As I've been reading, I've been running into a lot of examples from early SF in which exploring the ideas was paramount and as a result there are extensive lectures on the tech and its implications. Less so in modern fiction, which trends towards adventure with the majority of the tech left largely unexplored as part of the background. But even that fiction will foreground tech that has good plot implications.

As I'm writing about someone with an engineering background and a hacker's attitude, who is through the plot often faced with questions of "how does this work (and why did anyone chose to make it that way)?" I do want a good basic schema for how the place works...technology, cartography, society.

licensable from Vecteesy

First premise: interplanetary travel takes a real-world magnitude of energy. The energy generation of the civilization is several magnitudes above that, making casual interplanetary travel plausible. 

Second premise; the upper magnitudes of this power generation, starting from around interplanetary travel and moving up through interstellar, is only economically available from large fixed plants, which are effectively infinitely renewable but may need to be sited on the equivalent of a resource node.

(Basically, we're tapping a natural wormhole for power. With a large costly plant.)

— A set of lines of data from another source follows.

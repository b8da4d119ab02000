use serde::Deserialize;
use ts_rs::TS;

#[derive(Debug, Clone, Deserialize, TS)]
#[serde(rename_all = "camelCase")]
#[ts(export, export_to = "../frontend/src/types/generated/grade.ts")]
pub struct CreateGradeCompositionRequest {
    pub name: String,
    pub weight: i32,
    /// 不填则排在最后
    pub position: Option<i32>,
}

// 登记/修改学生成绩
#[derive(Debug, Clone, Deserialize, TS)]
#[serde(rename_all = "camelCase")]
#[ts(export, export_to = "../frontend/src/types/generated/grade.ts")]
pub struct SetStudentGradeRequest {
    pub grade_id: i64,
    pub student_id: String,
    pub grade: f64,
}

So there's two big trickle-downs from this. One is a civilization in the region of Kardashav-1, post-scarcity in terms of energy. Not enough energy to remove the need for "manual" manufacturing, resource extraction, basically an industrial base. It is not economical to transmute or nano-fabricate or otherwise do away with the physical infrastructure of an industrialized society.

The second is that since other methods of power generation fall several magnitudes below what these power plants can provide, the middle space between "takes so little power you can slap a solar cell on it" and "flies to the next star system with a load of cargo" is dominated by the logics of energy transport, not energy production.

I hasten to add, this gets pretty blurred. Gasoline, after all, is an energy transport mechanism that took significant power (and infrastructure) to produce, but is used in something that looks more like a generator than it does a battery. Up through more exotic tech like RTGs, He3 reactors and antimatter, this sort of "spend a lot of power to make a compact fuel for power production" is going to be a mode.

Halo dropship

Point is, if we peg "looks kinda like a battery" on human-scale equipment to let us run a VTOL off it, we've got fairly insane (dangerous) levels of available energy. We can do powered armor or blaster pistols not because they are themselves efficient, but because we've got the energy infrastructure so it is just plug-and-play.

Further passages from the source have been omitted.